The length of time taken to execute a read or write on a disk is determined by the time taken for the data area on the disk surface to pass under the read/write heads of the drive. Reading or writing an 8KB block takes eight times as long as a 1KB block. However, if the 8KB block is written to a disk array with eight disks, the data is split into eight stripes of 1KB, which are written to individual disks in parallel. In this way, disk arrays achieve a higher data transfer rate than non-parallel drives.
In practice, the expected linear scaling of throughput from using multiple disks is not achieved. This is because of seek-time, on-board disk caches and parity generation.
Data striping also results in uniform load balancing across all the disks on a system, eliminating disk hot spots. These arise when one disk is saturated with I/O requests while the rest lie idle.

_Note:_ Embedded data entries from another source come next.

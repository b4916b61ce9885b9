//! Property-based tests for envelopes and framing
//!
//! 1. **Envelope round-trip**: any envelope survives JSON encoding
//! 2. **Chunking independence**: frames decode identically however the byte
//!    stream is split
//! 3. **Garbage tolerance**: arbitrary bytes never panic the decoders

use proptest::prelude::*;
use serde_json::{Map, Value};
use veilwire_proto::{FrameDecoder, Header, MessageEnvelope, Method, Payload, Status, encode_frame};

fn arbitrary_method() -> impl Strategy<Value = Method> {
    prop_oneof![Just(Method::Get), Just(Method::Post), Just(Method::Put), Just(Method::Delete)]
}

fn arbitrary_header() -> impl Strategy<Value = Header> {
    prop_oneof![
        prop::option::of("[a-zA-Z0-9]{1,32}").prop_map(Header::Identity),
        (100u16..600, ".{0,32}").prop_map(|(code, message)| Header::Status(Status { code, message })),
    ]
}

fn arbitrary_payload() -> impl Strategy<Value = Map<String, Value>> {
    prop::collection::btree_map("[a-z]{1,8}", any::<i64>(), 0..6).prop_map(|entries| {
        entries.into_iter().map(|(key, value)| (key, Value::from(value))).collect()
    })
}

fn arbitrary_envelope() -> impl Strategy<Value = MessageEnvelope> {
    (arbitrary_header(), arbitrary_method(), "[a-z.]{1,24}", arbitrary_payload()).prop_map(
        |(header, method, endpoint, payload)| MessageEnvelope::new(header, method, endpoint, payload),
    )
}

proptest! {
    #![proptest_config(ProptestConfig::with_cases(200))]

    #[test]
    fn prop_envelope_roundtrip(envelope in arbitrary_envelope()) {
        let bytes = envelope.to_bytes().unwrap();
        prop_assert!(std::str::from_utf8(&bytes).is_ok());

        // PROPERTY: decode(encode(e)) == e
        let decoded = MessageEnvelope::from_bytes(&bytes).unwrap();
        prop_assert_eq!(decoded, envelope);
    }

    #[test]
    fn prop_frames_independent_of_chunking(
        bodies in prop::collection::vec(prop::collection::vec(any::<u8>(), 0..64), 1..8),
        chunk_size in 1usize..40,
    ) {
        let mut stream = Vec::new();
        for body in &bodies {
            stream.extend_from_slice(&encode_frame(body).unwrap());
        }

        let mut decoder = FrameDecoder::new();
        let mut decoded = Vec::new();
        for chunk in stream.chunks(chunk_size) {
            decoder.extend(chunk);
            while let Some(frame) = decoder.next_frame().unwrap() {
                decoded.push(frame.to_vec());
            }
        }

        // PROPERTY: splitting the stream never changes the frames
        prop_assert_eq!(decoded, bodies);
        prop_assert_eq!(decoder.buffered(), 0);
    }

    #[test]
    fn prop_garbage_never_panics(bytes in prop::collection::vec(any::<u8>(), 0..256)) {
        if let Ok(envelope) = MessageEnvelope::from_bytes(&bytes) {
            let _ = Payload::from_envelope(&envelope);
        }

        let mut decoder = FrameDecoder::new();
        decoder.extend(&bytes);
        while let Ok(Some(_)) = decoder.next_frame() {}
    }
}
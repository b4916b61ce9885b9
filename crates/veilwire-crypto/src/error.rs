//! Error types for cryptographic primitives

use thiserror::Error;

/// Errors from cryptographic operations
#[derive(Debug, Clone, PartialEq, Eq, Error)]
pub enum CryptoError {
    /// Block cipher input was not exactly one block
    #[error("invalid block size: expected {expected}, got {actual}")]
    InvalidBlockSize {
        /// Required block size
        expected: usize,
        /// Size that was supplied
        actual: usize,
    },

    /// Key material has the wrong length
    #[error("invalid key size: expected {expected}, got {actual}")]
    InvalidKeySize {
        /// Required key size
        expected: usize,
        /// Size that was supplied
        actual: usize,
    },

    /// Initialization vector has the wrong length
    #[error("invalid IV size: expected {expected}, got {actual}")]
    InvalidIvSize {
        /// Required IV size
        expected: usize,
        /// Size that was supplied
        actual: usize,
    },

    /// Ciphertext is empty or not a whole number of blocks
    #[error("invalid ciphertext length: {len}")]
    InvalidCiphertextLength {
        /// Length of the rejected ciphertext
        len: usize,
    },

    /// Length trailer could not be parsed or points past the data.
    ///
    /// This is a heuristic signal only. A wrong key or tampered ciphertext
    /// can still produce a parseable trailer.
    #[error("invalid padding: {reason}")]
    InvalidPadding {
        /// What was wrong with the trailer
        reason: String,
    },

    /// Plaintext length does not fit in the 16-digit length trailer
    #[error("plaintext too long for length trailer: {len} bytes")]
    PlaintextTooLong {
        /// Length of the rejected plaintext
        len: usize,
    },

    /// KDF produced fewer bytes than requested
    #[error("key derivation produced {produced} bytes, {requested} requested")]
    KeyDerivation {
        /// Bytes the caller asked for
        requested: usize,
        /// Bytes the derivation yielded
        produced: usize,
    },

    /// Diffie-Hellman parameter or value out of range
    #[error("invalid DHE parameter: {reason}")]
    InvalidParameter {
        /// Which parameter failed and why
        reason: String,
    },

    /// Signature did not verify
    #[error("signature verification failed")]
    SignatureInvalid,

    /// Sealed payload could not be opened
    #[error("sealed payload rejected: {reason}")]
    OpenFailed {
        /// Why the payload was rejected
        reason: String,
    },

    /// Authentication tag did not match
    #[error("authentication tag mismatch")]
    TagMismatch,

    /// Encoded key could not be decoded
    #[error("invalid key encoding: {reason}")]
    InvalidKeyEncoding {
        /// Why decoding failed
        reason: String,
    },

    /// Long-running operation was cancelled by the caller
    #[error("operation cancelled")]
    Cancelled,
}

impl CryptoError {
    /// Returns true if the error indicates tampering or a forged peer.
    ///
    /// Length and encoding errors are caller mistakes, not evidence of an
    /// attack.
    pub fn is_authentication_failure(&self) -> bool {
        matches!(self, Self::SignatureInvalid | Self::OpenFailed { .. } | Self::TagMismatch)
    }
}
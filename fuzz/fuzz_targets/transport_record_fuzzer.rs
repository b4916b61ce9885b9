//! Fuzz target for EncryptedTransport::read on an armed transport
//!
//! # Strategy
//!
//! - Raw records: arbitrary bytes of any length
//! - Mutated records: a genuine record with one byte flipped
//!
//! # Invariants
//!
//! - Reading NEVER panics
//! - With HMAC, no mutated record is accepted
//! - Unmodified records always round-trip

#![no_main]

use arbitrary::Arbitrary;
use libfuzzer_sys::fuzz_target;
use rand::SeedableRng;
use rand_chacha::ChaCha20Rng;
use veilwire_core::{EncryptedTransport, SessionKeyMaterial, TransportConfig, TransportError};

#[derive(Debug, Clone, Arbitrary)]
enum Input {
    Raw { legacy: bool, record: Vec<u8> },
    Mutated { plaintext: Vec<u8>, position: u16, flip: u8 },
}

fuzz_target!(|input: Input| {
    let material = SessionKeyMaterial::new([0x5a; 16], [0xa5; 16]);

    match input {
        Input::Raw { legacy, record } => {
            let config = if legacy { TransportConfig::legacy() } else { TransportConfig::default() };
            let mut transport = EncryptedTransport::with_rng((), config, ChaCha20Rng::seed_from_u64(0));
            transport.arm(material).expect("arm");
            let _ = transport.read(&record);
        },
        Input::Mutated { plaintext, position, flip } => {
            let mut transport = EncryptedTransport::with_rng(
                (),
                TransportConfig::default(),
                ChaCha20Rng::seed_from_u64(1),
            );
            transport.arm(material).expect("arm");

            let mut record = transport.seal(&plaintext).expect("seal");
            assert_eq!(transport.read(&record).expect("genuine record"), plaintext);

            if flip != 0 {
                let index = usize::from(position) % record.len();
                record[index] ^= flip;
                assert_eq!(transport.read(&record), Err(TransportError::AuthenticationFailure));
            }
        },
    }
});
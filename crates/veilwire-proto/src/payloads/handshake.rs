//! Handshake payloads
//!
//! Initiator to responder on `handshake.init`, responder to initiator on
//! `handshake.reply`. Field names are camelCase on the wire.

use num_bigint::BigUint;
use serde::{Deserialize, Serialize};

/// First handshake message, sent by the initiator
#[derive(Debug, Clone, PartialEq, Eq, Serialize, Deserialize)]
#[serde(rename_all = "camelCase")]
pub struct HandshakeInit {
    /// Prime modulus `p`
    #[serde(with = "crate::codec::decimal")]
    pub modulus: BigUint,
    /// Generator `g`
    #[serde(with = "crate::codec::decimal")]
    pub generator: BigUint,
    /// Initiator public value `g^e mod p`
    #[serde(with = "crate::codec::decimal")]
    pub public_value: BigUint,
    /// Session IV chosen by the initiator
    #[serde(with = "crate::codec::base64_bytes")]
    pub iv: Vec<u8>,
    /// Signature over the handshake transcript
    #[serde(with = "crate::codec::base64_bytes")]
    pub signature: Vec<u8>,
}

/// Second handshake message, sent by the responder
#[derive(Debug, Clone, PartialEq, Eq, Serialize, Deserialize)]
#[serde(rename_all = "camelCase")]
pub struct HandshakeReply {
    /// Responder public value `g^e' mod p`
    #[serde(with = "crate::codec::decimal")]
    pub public_value: BigUint,
    /// KDF salt sealed to the initiator's authority key
    #[serde(with = "crate::codec::base64_bytes")]
    pub encrypted_seed: Vec<u8>,
}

However, when multiple disks are organized into arrays, the potential for data loss from disk failures is higher because the probability of a disk failure occurring in a given period is higher. For example, for a disk drive with a rated mean time before failure of 100,000 hours, there is a 50% probability of the drive failing in that length of time. However, for a disk array of 10 such drives, there is a 50% probability that one of them will fail in 10,000 hours (just over a year of 24-hour operation).